Bem, não à toa, no mais recente longa da franquia, “O Despertar da Força”, Leia surge como uma General…
Mas, óbvio, Carrie Fisher é muito mais do que Leia.
Em 1987, por exemplo, já recuperada do vício em cocaína, transformou os diversos problemas com drogas e a difícil relação dela com a mãe famosa em livro.
No romance autobiográfico “Postcards From the Edge”, posteriormente adaptado para o cinema e estrelado por Meryl Streep e Shiley Maclaine, revolucionou ao apresentar duas protagonistas femininas cheias de defeitos. Confusas, enfrentando fantasmas das drogas mas, sobretudo, humanas, elas poderiam ser consideradas, sim, anti-heroínas. E isso em uma época na qual as personagens mulheres deveriam ser perfeitas.

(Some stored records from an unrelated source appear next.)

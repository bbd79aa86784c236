//! Evenly spaced horizontal and vertical hairlines.

use tiny_skia::PathBuilder;

use super::PatternCanvas;

pub(super) fn draw(canvas: &mut PatternCanvas) {
    let color = canvas.white(3, 10.0, 7.0);
    let area = canvas.area(100.0);
    let spacing = canvas.roll(area / 7.0, area / 3.0).max(10.0);

    let (width, height) = (canvas.width, canvas.height);
    let mut pb = PathBuilder::new();

    let mut x = 0.0;
    while x < width {
        pb.move_to(x as f32, 0.0);
        pb.line_to(x as f32, height as f32);
        x += spacing;
    }

    let mut y = 0.0;
    while y < height {
        pb.move_to(0.0, y as f32);
        pb.line_to(width as f32, y as f32);
        y += spacing;
    }

    canvas.stroke(pb.finish(), &color, 1.0);
}

#[cfg(test)]
mod tests {
    use super::*;
    use crate::rng::SequenceRng;
    use crate::surface::Surface;

    #[test]
    fn test_lines_fall_on_spacing() {
        // 200x200: area 4, spacing clamps to 10.
        let mut surface = Surface::new(200, 200).unwrap();
        let mut rng = SequenceRng::constant(0.0);
        let mut canvas = PatternCanvas::new(&mut surface, &mut rng, 1.0);
        draw(&mut canvas);

        assert!(surface.pixel(10, 5).unwrap()[3] > 0);
        assert!(surface.pixel(5, 20).unwrap()[3] > 0);
        assert_eq!(surface.pixel(5, 5).unwrap()[3], 0);
    }
}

E essa honestidade e franqueza desconcertantes de Carrie sempre foram a melhor parte dela, principalmente em um mundo onde o parecer é mais importante do que o ser (oi, Hollywood!).
Ela não teve medo, por exemplo, de falar sobre como é ser uma pessoa com distúrbio bipolar. Pelo contrário, sempre jogou luz sobre a doença para conscientizar cada vez mais pessoas sobre o quadro. Nunca escondeu, também, o vício em álcool e drogas, chegou até a revelar estar drogada enquanto filmava Star Wars…
Mais recentemente, desabafou como é difícil ser uma mulher com mais de 50 na indústria cinematográfica e mandou um grande “vai tomar no c*” para todos que criticaram o peso dela em “O Despertar da Força”:
“Por favor, parem de debater se envelheci bem ou não. Infelizmente, fere meus sentimentos. Meu corpo não envelheceu tão bem quanto eu. Dane-se! Ele é um invólucro para o meu cérebro, me leva a lugares e pessoas que eu preciso ver e com quem conversar. Juventude e beleza não são conquistas, são uma felicidade temporária, produto do tempo ou do DNA.”
Muito além da atuação
O fato é que ela nunca se conformou em “ser uma fantasia de garotos” ou ser “apenas” uma atriz.
Escritora dona de um humor todo particular e cheio de piadas autodepreciativas (ela estava em turnê promovendo a autobiografia “Memórias da Princesa: Os Diários de Carrie Fisher”), era também uma roteirista respeitada.
“Mudança de Hábito (1992)”, sim, o clássico com Whoopi Goldberg, passou pela caneta de Carrie. Além disso, ajudou a construir as histórias das comédias “O Último Grande Herói (1993)” e “Afinado no Amor (1998)” e até mesmo “Star Wars Episódio I: A Ameaça Fantasma”.
Atriz, escritora, produtora, indicada ao Grammy pelo audiobook de “Wishful Drinking”… Fisher é uma sobrevivente que já conheceu o lado bom e ruim da vida. Mas mais do que isso: ela nunca se encaixou em estereótipos, recusou todos eles e nunca deixou que um corpo ou personagem a definissem.
Errou, acertou – e falou muito sobre isso -, trabalhou em diferentes vertentes, tentou fugir do fantasma que era ser filha de celebridades…
Carrie Fisher foi uma mulher à frente do tempo dela. Fez o que quis e conseguiu, enfim, o que sempre desejou: fez da vida dela a maior obra de arte de todas.